The identification of recurrent point mutations in the isocitrate dehydrogenase 1 (IDH1) gene, albeit in only a small percentage of glioblastomas a decade ago, has transformed our understanding of glioma biology, genomics and metabolism. More than 1000 scientific papers have been published since, propelling bench-to-bedside investigations that have led to drug development and clinical trials. The rapid biomedical advancement has been driven primarily by the realization of a neomorphic activity of IDH1 mutation that produces high levels of (d)-2-hydroxyglutarate, a metabolite believed to promote glioma initiation and progression through epigenetic and metabolic reprogramming. Thus, novel inhibitors of mutant IDH1 have been developed for therapeutic targeting. However, numerous clinical and experimental findings are at odds with this simple concept.

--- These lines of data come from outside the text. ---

//! # Report Handlers
//!
//! Account-scoped report workflow. A report can only be filed against a
//! mission the caller owns that is approved or completed. Content is
//! frozen outside `draft`/`rejected`; deletion removes attachment rows
//! and the report row in one transaction, with file cleanup afterwards
//! on a best-effort basis.

use axum::{
    extract::{Extension, Path, Query, State},
    response::IntoResponse,
    Json,
};
use chrono::Utc;
use entity::reports::{ReportStatus, ReportType};
use error::{ApiResponse, AppError, PaginationMeta};
use http::StatusCode;
use sea_orm::{
    ActiveModelTrait,
    ActiveValue::Set,
    ColumnTrait,
    EntityTrait,
    PaginatorTrait,
    QueryFilter,
    QueryOrder,
    QuerySelect,
    TransactionTrait,
};
use uuid::Uuid;
use validator::Validate;

use crate::{
    dto::{
        reports::{CreateReportRequest, ReportListQuery, ReportResponse, ReportStatsResponse, UpdateReportRequest},
        ListQuery,
    },
    handlers::missions::find_owned_mission,
    middleware::AuthSession,
    numbering,
    storage::AttachmentStorage,
    AppState,
    ServerResult,
};

/// Parses a report status filter value.
pub(crate) fn parse_status(value: &str) -> ServerResult<ReportStatus> {
    match value {
        "draft" => Ok(ReportStatus::Draft),
        "submitted" => Ok(ReportStatus::Submitted),
        "under-review" => Ok(ReportStatus::UnderReview),
        "approved" => Ok(ReportStatus::Approved),
        "rejected" => Ok(ReportStatus::Rejected),
        other => Err(AppError::validation(format!("Unknown report status '{other}'"))),
    }
}

/// Parses a report type value.
pub(crate) fn parse_type(value: &str) -> ServerResult<ReportType> {
    match value {
        "mission" => Ok(ReportType::Mission),
        "activity" => Ok(ReportType::Activity),
        other => Err(AppError::validation(format!("Unknown report type '{other}'"))),
    }
}

/// `POST /api/v1/reports`
pub async fn create_report(
    State(state): State<AppState>,
    Extension(auth): Extension<AuthSession>,
    Json(payload): Json<CreateReportRequest>,
) -> ServerResult<impl IntoResponse> {
    let report = create_report_inner(&state, &auth, payload).await?;
    Ok((StatusCode::CREATED, Json(ApiResponse::ok(report))))
}

pub async fn create_report_inner(
    state: &AppState,
    auth: &AuthSession,
    payload: CreateReportRequest,
) -> ServerResult<ReportResponse> {
    payload.validate()?;

    let submit_now = match payload.action.as_deref() {
        None | Some("draft") => false,
        Some("submit") => true,
        Some(other) => return Err(AppError::validation(format!("Unknown action '{other}'"))),
    };
    let report_type = match payload.report_type.as_deref() {
        None => ReportType::Mission,
        Some(value) => parse_type(value)?,
    };

    let mission = find_owned_mission(state, auth, payload.authorization_id).await?;
    if !mission.status.accepts_reports() {
        return Err(AppError::conflict(format!(
            "Reports cannot be filed against a mission in status '{}'",
            mission.status
        )));
    }

    let today = Utc::now().date_naive();
    let mut last_err = AppError::internal("Report number allocation failed");
    for _ in 0..numbering::MAX_NUMBER_ATTEMPTS {
        let number = numbering::next_report_number(&state.db, today).await?;
        let now = Utc::now();

        let result = entity::reports::ActiveModel {
            id:               Set(Uuid::new_v4()),
            user_id:          Set(auth.user_id),
            member_id:        Set(mission.member_id),
            authorization_id: Set(mission.id),
            report_number:    Set(number.clone()),
            title:            Set(payload.title.clone()),
            content:          Set(payload.content.clone()),
            report_type:      Set(report_type),
            status:           Set(if submit_now { ReportStatus::Submitted } else { ReportStatus::Draft }),
            reviewed_by:      Set(None),
            review_notes:     Set(None),
            submitted_at:     Set(submit_now.then_some(now)),
            reviewed_at:      Set(None),
            created_at:       Set(now),
            updated_at:       Set(now),
        }
        .insert(&state.db)
        .await;

        match result {
            Ok(report) => {
                tracing::info!(user_id = %auth.user_id, number = %report.report_number, "Report created");
                return Ok(ReportResponse::from(report));
            },
            Err(e) => {
                let err = AppError::from(e);
                if err.is_unique_violation() {
                    tracing::debug!(number = %number, "Report number taken, retrying");
                    last_err = err;
                    continue;
                }
                return Err(err.context("Creating report"));
            },
        }
    }

    Err(last_err.context("Allocating report number"))
}

/// `GET /api/v1/reports`
pub async fn list_reports(
    State(state): State<AppState>,
    Extension(auth): Extension<AuthSession>,
    Query(filter): Query<ReportListQuery>,
    Query(query): Query<ListQuery>,
) -> ServerResult<Json<ApiResponse<Vec<ReportResponse>>>> {
    let mut scope = entity::reports::Entity::find().filter(entity::reports::Column::UserId.eq(auth.user_id));
    if let Some(status) = filter.status.as_deref() {
        scope = scope.filter(entity::reports::Column::Status.eq(parse_status(status)?));
    }

    let total = scope
        .clone()
        .count(&state.db)
        .await
        .map_err(|e| AppError::database(e.to_string()).context("Counting reports"))?;

    let pagination = PaginationMeta::new(query.page, query.per_page, total);
    let offset = pagination
        .offset()
        .ok_or_else(|| AppError::bad_request("Page number out of range"))?;

    let reports = scope
        .order_by_desc(entity::reports::Column::CreatedAt)
        .offset(offset)
        .limit(pagination.limit())
        .all(&state.db)
        .await
        .map_err(|e| AppError::database(e.to_string()).context("Listing reports"))?;

    let data = reports.into_iter().map(ReportResponse::from).collect();
    Ok(Json(ApiResponse::paginated(data, pagination)))
}

/// `GET /api/v1/reports/:id`
pub async fn get_report(
    State(state): State<AppState>,
    Extension(auth): Extension<AuthSession>,
    Path(id): Path<Uuid>,
) -> ServerResult<Json<ApiResponse<ReportResponse>>> {
    let report = find_owned_report(&state, &auth, id).await?;
    Ok(Json(ApiResponse::ok(ReportResponse::from(report))))
}

/// `PUT /api/v1/reports/:id` (draft or rejected only)
pub async fn update_report(
    State(state): State<AppState>,
    Extension(auth): Extension<AuthSession>,
    Path(id): Path<Uuid>,
    Json(payload): Json<UpdateReportRequest>,
) -> ServerResult<Json<ApiResponse<ReportResponse>>> {
    let report = update_report_inner(&state, &auth, id, payload).await?;
    Ok(Json(ApiResponse::ok(report)))
}

pub async fn update_report_inner(
    state: &AppState,
    auth: &AuthSession,
    id: Uuid,
    payload: UpdateReportRequest,
) -> ServerResult<ReportResponse> {
    payload.validate()?;
    let report = find_owned_report(state, auth, id).await?;

    if !report.status.is_editable() {
        return Err(AppError::conflict(format!(
            "Report in status '{}' cannot be edited",
            report.status
        )));
    }

    let mut active: entity::reports::ActiveModel = report.into();
    if let Some(title) = payload.title {
        active.title = Set(title);
    }
    if let Some(content) = payload.content {
        active.content = Set(content);
    }
    active.updated_at = Set(Utc::now());

    let report = active
        .update(&state.db)
        .await
        .map_err(|e| AppError::database(e.to_string()).context("Updating report"))?;

    Ok(ReportResponse::from(report))
}

/// `POST /api/v1/reports/:id/submit`
pub async fn submit_report(
    State(state): State<AppState>,
    Extension(auth): Extension<AuthSession>,
    Path(id): Path<Uuid>,
) -> ServerResult<Json<ApiResponse<ReportResponse>>> {
    let report = submit_report_inner(&state, &auth, id).await?;
    Ok(Json(ApiResponse::ok(report)))
}

pub async fn submit_report_inner(state: &AppState, auth: &AuthSession, id: Uuid) -> ServerResult<ReportResponse> {
    let report = find_owned_report(state, auth, id).await?;

    if !report.status.can_submit() {
        return Err(AppError::conflict(format!(
            "Report in status '{}' cannot be submitted",
            report.status
        )));
    }

    let now = Utc::now();
    let mut active: entity::reports::ActiveModel = report.into();
    active.status = Set(ReportStatus::Submitted);
    active.submitted_at = Set(Some(now));
    // A resubmission starts a fresh review.
    active.reviewed_by = Set(None);
    active.review_notes = Set(None);
    active.reviewed_at = Set(None);
    active.updated_at = Set(now);

    let report = active
        .update(&state.db)
        .await
        .map_err(|e| AppError::database(e.to_string()).context("Submitting report"))?;

    tracing::info!(user_id = %auth.user_id, number = %report.report_number, "Report submitted");
    Ok(ReportResponse::from(report))
}

/// `DELETE /api/v1/reports/:id` (cascade)
pub async fn delete_report(
    State(state): State<AppState>,
    Extension(auth): Extension<AuthSession>,
    Path(id): Path<Uuid>,
) -> ServerResult<Json<ApiResponse<()>>> {
    delete_report_inner(&state, &auth, id).await?;
    Ok(Json(ApiResponse::empty()))
}

pub async fn delete_report_inner(state: &AppState, auth: &AuthSession, id: Uuid) -> ServerResult<()> {
    let report = find_owned_report(state, auth, id).await?;

    if !report.status.is_editable() {
        return Err(AppError::conflict(format!(
            "Report in status '{}' cannot be deleted",
            report.status
        )));
    }

    // Rows go in one transaction; the files afterwards are best-effort.
    let txn = state
        .db
        .begin()
        .await
        .map_err(|e| AppError::database(e.to_string()).context("Opening delete transaction"))?;

    entity::report_attachments::Entity::delete_many()
        .filter(entity::report_attachments::Column::ReportId.eq(report.id))
        .exec(&txn)
        .await
        .map_err(|e| AppError::database(e.to_string()).context("Deleting attachment rows"))?;

    entity::reports::Entity::delete_by_id(report.id)
        .exec(&txn)
        .await
        .map_err(|e| AppError::database(e.to_string()).context("Deleting report row"))?;

    txn.commit()
        .await
        .map_err(|e| AppError::database(e.to_string()).context("Committing report delete"))?;

    let storage = AttachmentStorage::new(&state.config.upload_dir);
    match storage.remove_report_dir(report.id).await {
        Ok(()) => {
            logging::log_storage_event!("delete_report_dir", storage.report_dir(report.id).display(), true);
        },
        Err(e) => {
            tracing::warn!(report_id = %report.id, error = %e, "Attachment directory cleanup failed");
        },
    }

    Ok(())
}

/// `GET /api/v1/reports/stats`
pub async fn report_stats(
    State(state): State<AppState>,
    Extension(auth): Extension<AuthSession>,
) -> ServerResult<Json<ApiResponse<ReportStatsResponse>>> {
    let stats = report_stats_inner(&state, &auth).await?;
    Ok(Json(ApiResponse::ok(stats)))
}

pub async fn report_stats_inner(state: &AppState, auth: &AuthSession) -> ServerResult<ReportStatsResponse> {
    let scoped = || entity::reports::Entity::find().filter(entity::reports::Column::UserId.eq(auth.user_id));
    let count_status = |status: ReportStatus| {
        scoped()
            .filter(entity::reports::Column::Status.eq(status))
            .count(&state.db)
    };

    let total = scoped()
        .count(&state.db)
        .await
        .map_err(|e| AppError::database(e.to_string()).context("Counting reports"))?;
    let draft = count_status(ReportStatus::Draft)
        .await
        .map_err(|e| AppError::database(e.to_string()).context("Counting draft reports"))?;
    let submitted = count_status(ReportStatus::Submitted)
        .await
        .map_err(|e| AppError::database(e.to_string()).context("Counting submitted reports"))?;
    let approved = count_status(ReportStatus::Approved)
        .await
        .map_err(|e| AppError::database(e.to_string()).context("Counting approved reports"))?;
    let rejected = count_status(ReportStatus::Rejected)
        .await
        .map_err(|e| AppError::database(e.to_string()).context("Counting rejected reports"))?;

    Ok(ReportStatsResponse {
        total,
        draft,
        submitted,
        approved,
        rejected,
    })
}

/// Loads a report owned by the caller; anything else is a 404.
pub async fn find_owned_report(state: &AppState, auth: &AuthSession, id: Uuid) -> ServerResult<entity::reports::Model> {
    entity::reports::Entity::find_by_id(id)
        .filter(entity::reports::Column::UserId.eq(auth.user_id))
        .one(&state.db)
        .await
        .map_err(|e| AppError::database(e.to_string()).context("Loading report"))?
        .ok_or_else(|| AppError::not_found("Report not found"))
}

#[cfg(test)]
mod tests {
    use super::*;

    #[test]
    fn test_parse_status_known_values() {
        assert_eq!(parse_status("draft").unwrap(), ReportStatus::Draft);
        assert_eq!(parse_status("under-review").unwrap(), ReportStatus::UnderReview);
        assert!(parse_status("pending").is_err());
    }

    #[test]
    fn test_parse_type_known_values() {
        assert_eq!(parse_type("mission").unwrap(), ReportType::Mission);
        assert_eq!(parse_type("activity").unwrap(), ReportType::Activity);
        assert!(parse_type("quarterly").is_err());
    }
}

By taking into consideration a large body of findings in the literature, this article analyzes how different approaches have led to opposing conclusions and proffers a counterintuitive hypothesis that IDH1 mutation is intrinsically tumor suppressive in glioma but functionally undermined by the glutamate-rich cerebral environment, inactivation of tumor-suppressor genes and IDH1 copy-number alterations. This theory also provides an explanation for some of the most perplexing observations, including the scarcity of proper model systems and the prevalence of IDH1 mutation in glioma.

Figure 1.

Heterozygous IDH1^R132H induces epigenetic and metabolic reprogramming by inhibiting 2-oxoglutarate-dependent dioxygenases in glioma. (a) A diagram depicts the IDH1^R132H neomorphic activity in the cytosol that catalyzes D-2HG production through the hydroxylation of 2-oxoglutarate from IDH1-mediated oxidation of isocitrate. Consequently, D-2HG acts as an antagonist of 2-oxoglutarate primarily to inhibit histone demethylase KDM4C and 5-methylcytosine hydroxylase TET, resulting in histone methylation (H3K9me3) and CpG methylation (5mCpG). High levels of D-2HG induce HIF-1 signaling by inhibiting HIF prolyl 4-hydroxylase EGLN and subsequently induce L-2HG production. (b) Accumulation of succinate and fumarate in the mitochondria, resulting from mutations in the genes encoding succinate dehydrogenase (SDH) and fumarate hydratase (FH), respectively, inhibits HIF prolyl 4-hydroxylase EGLN, thereby stimulating HIF-1 signaling for tumorigenesis. Enhanced events are highlighted in solid color, whereas inhibited events are shaded gray.

Figure 2.

Mechanisms for undermining tumor-suppressive activity of heterozygous IDH1^R132H during glioma progression. (a) In the absence of extracellular glutamate, heterozygous IDH1^R132H, together with intact tumor-suppressor genes (e.g. TP53 and RB), obliterates oncogenic promotion of gliomagenesis. (b) Glutamate in the cerebral cortex negates IDH1^R132H suppression of gliomagenesis, thereby driving anchorage-independent growth and glioma progression, which is further exacerbated by the inactivation of tumor-suppressor genes and the selection against IDH1^R132H heterozygosity. The inhibited events are shaded gray.